Please contact Rich Potter for questions at (707) 480-0122 or email sonomacoastsurfrider@comcast.net
We will need help on the day of the event with serving food, keeping & recording times, set-up & clean-up.....if you are able to help please send an email ASAP and plan to arrive at 9 a.m. if possible
Get a team together and come on down to support clean water in Bodega Bay! The entry cost is $5 and all proceeds will go to help cover the cost of the event and the Sonoma Coast Surfrider Blue Water Task Force which tests ocean water quality.
Hope to see you there!

Thursday, February 16, 2012

Blender Bender

Let the purists have their sub six-foot fishes and supra nine-foot longboards and single malt scotches and American Kennel Club approved Pomeranians.
I’ve been on an unpure, anti-fundamental, mudblood, blend bender lately and I’m fucking stoked. Just shaped a 6’9 full-volumed, deep-and-wide swallow-tailed, beak-nosed, down-railed keel finner and I’m calling the thing a fish.
8’2 shovel-nosed pinched 50/50 railed blended concave to belly bottomed single fin? Log.
For what is shaping—or surfing, itself—without the blend? Flats and curves. Convexes and concaves. Ideologies. Styles. Geographies. Pulled apart and mashed back together in a lurid waterbased alchemy that defies language altogether.
My current favorite blends:
7’0. Longboardy. Shortboardy. Carvey. Skatey. Roundy-flatty. Smallish wave. Largish wave.

Clear.
If this were mine, I’d ride it all over the goddamn place. But it’s not, and it’s headed to The Surf Shop. If you live near there, you should buy it.

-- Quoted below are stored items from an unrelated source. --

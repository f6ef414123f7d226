//! Wall missiles
//!
//! A missile waits in a cell on the left or right edge of the grid. When the
//! ship comes within its fire window it launches across the level,
//! accelerating to `MISSILE_MAX_SPEED`, until it leaves the level or hits.

use glam::Vec2;
use serde::{Deserialize, Serialize};

use crate::consts::*;
use crate::grid_to_world;
use crate::sim::geometry::Rect;
use crate::sim::grid::{GridPos, ObjectGrid};
use crate::sim::ship::Ship;
use crate::sim::viewport::Viewport;

/// Trail fade per frame after destruction
const TRAIL_FADE: f32 = 0.02;

#[derive(Debug, Clone, Copy, PartialEq, Eq, Serialize, Deserialize)]
pub enum MissileState {
    Fixed,
    Flying,
    Destroyed,
}

/// Wall the launcher is mounted on
#[derive(Debug, Clone, Copy, PartialEq, Eq, Serialize, Deserialize)]
pub enum Side {
    Left,
    Right,
}

impl Side {
    /// Grid column of the wall
    pub fn column(&self, grid_width: i32) -> i32 {
        match self {
            Side::Left => 0,
            Side::Right => grid_width - 1,
        }
    }
}

#[derive(Debug, Clone, Serialize, Deserialize)]
pub struct Missile {
    /// Launcher cell, claimed until launch
    pub cell: GridPos,
    pub side: Side,
    /// Top-left in world pixels
    pub pos: Vec2,
    pub speed: f32,
    pub state: MissileState,
    /// Smoke trail alpha for the renderer
    pub trail_alpha: f32,
}

impl Missile {
    pub fn new(cell: GridPos, side: Side) -> Self {
        let p = grid_to_world(cell.x, cell.y);
        Self {
            cell,
            side,
            pos: Vec2::new(p.x, p.y + (OBJ_GRID_SIZE as f32 - MISSILE_HEIGHT) / 2.0),
            speed: 0.0,
            state: MissileState::Fixed,
            trail_alpha: 1.0,
        }
    }

    /// Flight direction: away from the mounting wall
    pub fn heading(&self) -> Vec2 {
        match self.side {
            Side::Left => Vec2::X,
            Side::Right => Vec2::NEG_X,
        }
    }

    /// Sprite angle in degrees, clockwise from vertical
    pub fn angle(&self) -> f32 {
        match self.side {
            Side::Left => 90.0,
            Side::Right => 270.0,
        }
    }

    pub fn bounds(&self) -> Rect {
        Rect::new(self.pos.x, self.pos.y, MISSILE_WIDTH, MISSILE_HEIGHT)
    }

    fn centre(&self) -> Vec2 {
        self.pos + Vec2::new(MISSILE_WIDTH, MISSILE_HEIGHT) / 2.0
    }

    /// Whether the ship is inside the fire window
    pub fn in_range(&self, ship: &Ship) -> bool {
        let d = ship.centre() - self.centre();
        d.x.abs() < MISSILE_HORIZ_FIRE_RANGE && d.y.abs() < MISSILE_VERT_FIRE_RANGE
    }

    /// Returns true on the frame the missile launches
    pub fn advance(
        &mut self,
        grid: &mut ObjectGrid,
        ship: &Ship,
        level_size: Vec2,
        time_scale: f32,
    ) -> bool {
        match self.state {
            MissileState::Fixed => {
                if self.in_range(ship) {
                    self.state = MissileState::Flying;
                    grid.unlock(self.cell.x, self.cell.y);
                    log::debug!("missile at ({}, {}) launched", self.cell.x, self.cell.y);
                    return true;
                }
            }
            MissileState::Flying => {
                self.speed = (self.speed + MISSILE_ACCEL * time_scale).min(MISSILE_MAX_SPEED);
                self.pos += self.heading() * self.speed * time_scale;
                let out = self.pos.x + MISSILE_WIDTH < 0.0
                    || self.pos.x > level_size.x
                    || self.pos.y + MISSILE_HEIGHT < 0.0
                    || self.pos.y > level_size.y;
                if out {
                    self.state = MissileState::Destroyed;
                }
            }
            MissileState::Destroyed => {
                self.trail_alpha = (self.trail_alpha - TRAIL_FADE * time_scale).max(0.0);
            }
        }
        false
    }

    pub fn collides(&self, ship: &Ship, viewport: &Viewport, time_scale: f32) -> bool {
        self.state != MissileState::Destroyed
            && ship.box_collision(&self.bounds(), viewport, time_scale)
    }

    /// Blow the missile up, releasing its launcher cell if still mounted
    pub fn destroy(&mut self, grid: &mut ObjectGrid) {
        if self.state == MissileState::Fixed {
            grid.unlock(self.cell.x, self.cell.y);
        }
        self.state = MissileState::Destroyed;
    }
}
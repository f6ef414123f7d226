//! Scrolling viewport over the level
//!
//! Holds the top-left scroll offset, clamped so the screen never shows
//! anything outside the level.

use glam::Vec2;
use serde::{Deserialize, Serialize};

use crate::consts::{OBJ_GRID_SIZE, OBJ_GRID_TOP, SCREEN_HEIGHT, SCREEN_WIDTH};

#[derive(Debug, Clone, Copy, PartialEq, Serialize, Deserialize)]
pub struct Viewport {
    /// Scroll offset (world pixels at the screen's top-left)
    pub offset: Vec2,
    pub screen_width: f32,
    pub screen_height: f32,
    pub level_width: f32,
    pub level_height: f32,
}

impl Default for Viewport {
    fn default() -> Self {
        Self::new(SCREEN_WIDTH as f32, SCREEN_HEIGHT as f32)
    }
}

impl Viewport {
    pub fn new(screen_width: f32, screen_height: f32) -> Self {
        Self {
            offset: Vec2::ZERO,
            screen_width,
            screen_height,
            level_width: screen_width,
            level_height: screen_height,
        }
    }

    pub fn set_level_size(&mut self, width: f32, height: f32) {
        self.level_width = width;
        self.level_height = height;
        self.set_offset(self.offset);
    }

    /// Scroll to `offset`, clamped to the level bounds
    pub fn set_offset(&mut self, offset: Vec2) {
        let max_x = (self.level_width - self.screen_width).max(0.0);
        let max_y = (self.level_height - self.screen_height).max(0.0);
        self.offset = Vec2::new(offset.x.clamp(0.0, max_x), offset.y.clamp(0.0, max_y));
    }

    /// Centre the screen on a world point
    pub fn centre_on(&mut self, point: Vec2) {
        let half = Vec2::new(self.screen_width, self.screen_height) / 2.0;
        self.set_offset(point - half);
    }

    /// Whether a world-space rectangle overlaps the screen
    pub fn rect_in_screen(&self, x: f32, y: f32, w: f32, h: f32) -> bool {
        x + w > self.offset.x
            && x - self.offset.x < self.screen_width
            && y + h > self.offset.y
            && y - self.offset.y < self.screen_height
    }

    /// Whether a block of grid cells overlaps the screen
    pub fn object_in_screen(&self, gx: i32, gy: i32, gw: i32, gh: i32) -> bool {
        let cell = OBJ_GRID_SIZE as f32;
        self.rect_in_screen(
            gx as f32 * cell,
            gy as f32 * cell + OBJ_GRID_TOP as f32,
            gw as f32 * cell,
            gh as f32 * cell,
        )
    }

    /// World to screen coordinates
    pub fn to_screen(&self, world: Vec2) -> Vec2 {
        world - self.offset
    }
}
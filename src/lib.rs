//! Lunar Lander - a 2D physics lander on procedurally generated planets
//!
//! Core modules:
//! - `sim`: Deterministic simulation (level generation, ship physics, hazards, game phases)
//! - `settings`: New-game configuration read from a JSON key-value file
//! - `highscores`: Leaderboard that receives the final score of each game
//! - `audio`: Sound trigger bookkeeping for the host
//! - `error`: Typed errors for bounded retries and configuration

pub mod audio;
pub mod error;
pub mod highscores;
pub mod settings;
pub mod sim;

pub use audio::AudioManager;
pub use error::{SettingsError, SimError};
pub use highscores::HighScores;
pub use settings::Settings;

/// Game configuration constants
pub mod consts {
    /// Default screen dimensions (pixels)
    pub const SCREEN_WIDTH: i32 = 800;
    pub const SCREEN_HEIGHT: i32 = 600;

    // === Object grid ===
    /// Side of one grid cell (pixels)
    pub const OBJ_GRID_SIZE: i32 = 32;
    /// World-space y of grid row 0
    pub const OBJ_GRID_TOP: i32 = 100;
    /// Rejection-sampling cap for grid allocation
    pub const GRID_ALLOC_ATTEMPTS: u32 = 10_000;
    /// Gap between the last grid row and the top of the surface band
    pub const GRID_BOTTOM_MARGIN: i32 = 100;

    // === Surface ===
    /// Width of one surface segment (pixels)
    pub const SURFACE_SIZE: i32 = 20;
    pub const MIN_SURFACE_HEIGHT: i32 = 0;
    pub const MAX_SURFACE_HEIGHT: i32 = 300;
    /// Surface perturbation range
    pub const VARIANCE: i32 = 50;
    /// Asteroid contour perturbation range
    pub const AS_VARIANCE: i32 = 64;
    /// Cap on re-rolling a perturbation into range
    pub const REROLL_ATTEMPTS: u32 = 1_000;
    pub const SURFACE_TEXTURE_COUNT: u32 = 5;
    /// Texture U-offset steps before the tiling wraps
    pub const TEXTURE_STEPS: u32 = 10;

    // === Landing pads ===
    pub const MAX_PADS: u32 = 3;
    /// Shortest pad length in segments
    pub const MAX_PAD_SIZE: i32 = 3;
    pub const PAD_PLACEMENT_ATTEMPTS: u32 = 1_000;

    // === Level ===
    pub const LEVEL_BASE_WIDTH: i32 = 2000;
    pub const LEVEL_BASE_HEIGHT: i32 = 1500;

    // === Ship ===
    pub const SHIP_WIDTH: i32 = 32;
    pub const SHIP_HEIGHT: i32 = 32;
    pub const SHIP_START_Y: f32 = 60.0;
    /// Downward acceleration (pixels/frame²)
    pub const GRAVITY: f32 = 0.035;
    /// Thrust acceleration (pixels/frame²)
    pub const SHIP_THRUST: f32 = 0.15;
    /// Turn rate (degrees/frame)
    pub const TURN_ANGLE: f32 = 3.0;
    /// Fastest safe touchdown speed
    pub const LAND_SPEED: f32 = 2.0;
    /// Degrees either side of upright that still count as a landing
    pub const LANDING_ANGLE_TOLERANCE: f32 = 30.0;
    /// Wreck spin while exploding (degrees/frame)
    pub const DEATH_SPIN: f32 = 5.0;
    /// Rebound speed below which a wreck has come to rest
    pub const EXPLODE_SETTLE_SPEED: f32 = 0.05;

    // === Fuel ===
    pub const FUEL_BASE: f32 = 750.0;
    pub const FUEL_PER_LEVEL: f32 = 50.0;
    /// Fuel burnt per frame of thrust
    pub const FUEL_BURN: f32 = 1.0;

    // === Lives and timers (frames) ===
    pub const START_LIVES: u32 = 3;
    pub const EXTRA_LIFE_SCORE: u64 = 1000;
    pub const DEATH_TIMEOUT: f32 = 50.0;
    pub const LEVEL_TEXT_TIMEOUT: f32 = 75.0;
    pub const FADE_SPEED: f32 = 0.1;
    pub const LIFE_ALPHA_BASE: f32 = 2.0;
    pub const LIFE_FADE_SPEED: f32 = 0.03;
    pub const LEVEL_COMPLETE_COUNTDOWN: f32 = 70.0;
    pub const LEVEL_COMPLETE_PAUSE: f32 = 40.0;

    // === Scoring ===
    pub const SCORE_PER_LEVEL: i64 = 100;
    pub const SCORE_PAD_BONUS: i64 = 10;
    pub const SCORE_FUEL_DIV: f32 = 10.0;

    // === Hazards ===
    pub const MAX_KEYS: u32 = 5;
    pub const KEY_FADE_SPEED: f32 = 0.02;

    pub const MAX_ASTEROIDS: u32 = 50;
    pub const MIN_ASTEROID_WIDTH: i32 = 4;
    pub const MAX_ASTEROID_WIDTH: i32 = 15;
    /// Asteroid height in grid cells
    pub const ASTEROID_HEIGHT: i32 = 4;

    pub const MAX_GATEWAYS: u32 = 4;
    pub const MIN_GATEWAY_LENGTH: i32 = 3;
    pub const MAX_GATEWAY_LENGTH: i32 = 10;
    /// Gateway timer value below which the full beam is live
    pub const GATEWAY_ACTIVE: f32 = 30.0;
    /// Gateway timer reload
    pub const GATEWAY_PERIOD: f32 = 100.0;

    pub const MAX_MINES: u32 = 5;
    /// Mine glide speed between cells (pixels/frame)
    pub const MINE_MOVE_SPEED: f32 = 0.5;
    /// Direction candidates a mine tries before stopping
    pub const MINE_DIR_TRIES: u32 = 5;
    /// Cells a mine commits to a direction before re-rolling
    pub const MINE_COMMIT: u32 = 5;

    pub const MAX_MISSILES: u32 = 4;
    pub const MISSILE_ACCEL: f32 = 0.1;
    pub const MISSILE_MAX_SPEED: f32 = 8.0;
    pub const MISSILE_HORIZ_FIRE_RANGE: f32 = 400.0;
    pub const MISSILE_VERT_FIRE_RANGE: f32 = 64.0;
    pub const MISSILE_WIDTH: f32 = 32.0;
    pub const MISSILE_HEIGHT: f32 = 16.0;
}

/// Normalize an angle in degrees to [0, 360)
#[inline]
pub fn normalize_degrees(angle: f32) -> f32 {
    let a = angle.rem_euclid(360.0);
    // rem_euclid can round up to exactly 360 for tiny negative inputs
    if a >= 360.0 { 0.0 } else { a }
}

/// World-space pixel position of the top-left corner of a grid cell
#[inline]
pub fn grid_to_world(x: i32, y: i32) -> glam::Vec2 {
    use consts::{OBJ_GRID_SIZE, OBJ_GRID_TOP};
    glam::Vec2::new((x * OBJ_GRID_SIZE) as f32, (y * OBJ_GRID_SIZE + OBJ_GRID_TOP) as f32)
}
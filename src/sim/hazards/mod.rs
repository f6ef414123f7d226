//! Level hazards
//!
//! Everything the ship can crash into besides the ground. Each kind keeps its
//! own state; `Hazard` dispatches the per-frame update, the collision test
//! and the draw bounds. Keys are not hazards and live in their own list.

pub mod asteroid;
pub mod gate;
pub mod key;
pub mod mine;
pub mod missile;

use glam::Vec2;
use rand::Rng;
use serde::{Deserialize, Serialize};

pub use asteroid::{Asteroid, AsteroidPoly};
pub use gate::ElectricGate;
pub use key::{Key, KeyColour};
pub use mine::{Direction, Mine};
pub use missile::{Missile, MissileState, Side};

use super::geometry::Rect;
use super::grid::ObjectGrid;
use super::host::SoundEffect;
use super::ship::Ship;
use super::viewport::Viewport;
use crate::consts::{ASTEROID_HEIGHT, OBJ_GRID_SIZE};
use crate::grid_to_world;

/// Read-only view of the frame a hazard is updated in
#[derive(Debug, Clone, Copy)]
pub struct Frame<'a> {
    pub ship: &'a Ship,
    pub viewport: &'a Viewport,
    pub level_size: Vec2,
    pub time_scale: f32,
}

#[derive(Debug, Clone, Serialize, Deserialize)]
pub enum Hazard {
    Asteroid(Asteroid),
    Gate(ElectricGate),
    Mine(Mine),
    Missile(Missile),
}

impl Hazard {
    /// Step the hazard's own motion; returns a sound to trigger, if any
    pub fn advance<R: Rng + ?Sized>(
        &mut self,
        grid: &mut ObjectGrid,
        rng: &mut R,
        frame: &Frame,
    ) -> Option<SoundEffect> {
        match self {
            Hazard::Asteroid(_) => None,
            Hazard::Gate(gate) => {
                gate.advance(frame.time_scale);
                None
            }
            Hazard::Mine(mine) => {
                mine.advance(grid, rng, frame.time_scale);
                None
            }
            Hazard::Missile(missile) => missile
                .advance(grid, frame.ship, frame.level_size, frame.time_scale)
                .then_some(SoundEffect::MissileFire),
        }
    }

    pub fn collides(&self, frame: &Frame) -> bool {
        let (ship, vp, ts) = (frame.ship, frame.viewport, frame.time_scale);
        match self {
            Hazard::Asteroid(rock) => rock.collides(ship, vp, ts),
            Hazard::Gate(gate) => gate.collides(ship, vp, ts),
            Hazard::Mine(mine) => mine.collides(ship, vp, ts),
            Hazard::Missile(missile) => missile.collides(ship, vp, ts),
        }
    }

    /// React to the ship striking this hazard
    pub fn on_hit(&mut self, grid: &mut ObjectGrid) -> Option<SoundEffect> {
        match self {
            Hazard::Gate(gate) if gate.is_active() => Some(SoundEffect::Electric),
            Hazard::Missile(missile) => {
                missile.destroy(grid);
                None
            }
            _ => None,
        }
    }

    /// World-space box covering the hazard, for drawing and culling
    pub fn bounds(&self) -> Rect {
        match self {
            Hazard::Asteroid(rock) => {
                let p = grid_to_world(rock.pos.x, rock.pos.y);
                let cell = OBJ_GRID_SIZE as f32;
                Rect::new(p.x, p.y, rock.width as f32 * cell, ASTEROID_HEIGHT as f32 * cell)
            }
            Hazard::Gate(gate) => gate.bounds(),
            Hazard::Mine(mine) => {
                let p = mine.world_pos();
                let size = (mine::MINE_CELLS * OBJ_GRID_SIZE) as f32;
                Rect::new(p.x, p.y, size, size)
            }
            Hazard::Missile(missile) => missile.bounds(),
        }
    }

    /// A gateway with its beam switched on
    pub fn is_live_gate(&self) -> bool {
        matches!(self, Hazard::Gate(gate) if gate.is_active())
    }
}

Great King St. Artist’s Blend. This stuff is the real deal, and the best scotch expression you will ever find for under $40. Pour it into a glass, add a drop or two of water, let it sit tight for ten minutes, then get your mind blown as wave after wave of salt, toffee, vanilla, chocolate-covered orange, then hot pepper get together and do it with your tongue. A blend.

Ben. Nobody knows what the hell kind of dog he is, and he’s not to be trusted in the house alone, but he’s a good guy. The girls jump on him all damn day and he never asks for anything in return other than maybe nosing the garbage when you’re not looking. Thank God nobody in the house is still in diapers.

Friday, February 3, 2012

Of Midlengths, pigments, and atmosphere

Words I’m not really that stoked about right now: Zillow. Drought. Romney. Mayonnaise. Lana del Rey.

Words I can really get behind: Dungeness. Pliny the Younger. Leonard Cohen. Caol Ila. WNW Swell. Blue.

I’ve been pondering this last one while looking at the pics of Adam’s new 8ft Broadsword. It’s a lovely color. Tony Mikus—master of pigments and one of the best laminators on the planet—calls it medium blue. I like that, too. Simple.

We’ve seen a lot of blue up here this winter. Mostly in the sky, but in the water, too. Etymologically, the word blue is loaned to us by the French: belle, for beautiful, and eau, meaning water.

The Thai word for blue translates literally to sky.

And there we have it. Air and water.

And if you’re a California surf enthusiast, like Adam, it makes perfect sense: blue for the immersion, the submergence, the surfacing. Blue for the melding of sky and sea and experience, and the endless cycles of light and ocean and paddling back out for another.

Then, maybe cracking, a PBR in the parking lot—it doesn’t get the blue ribbon for nothing.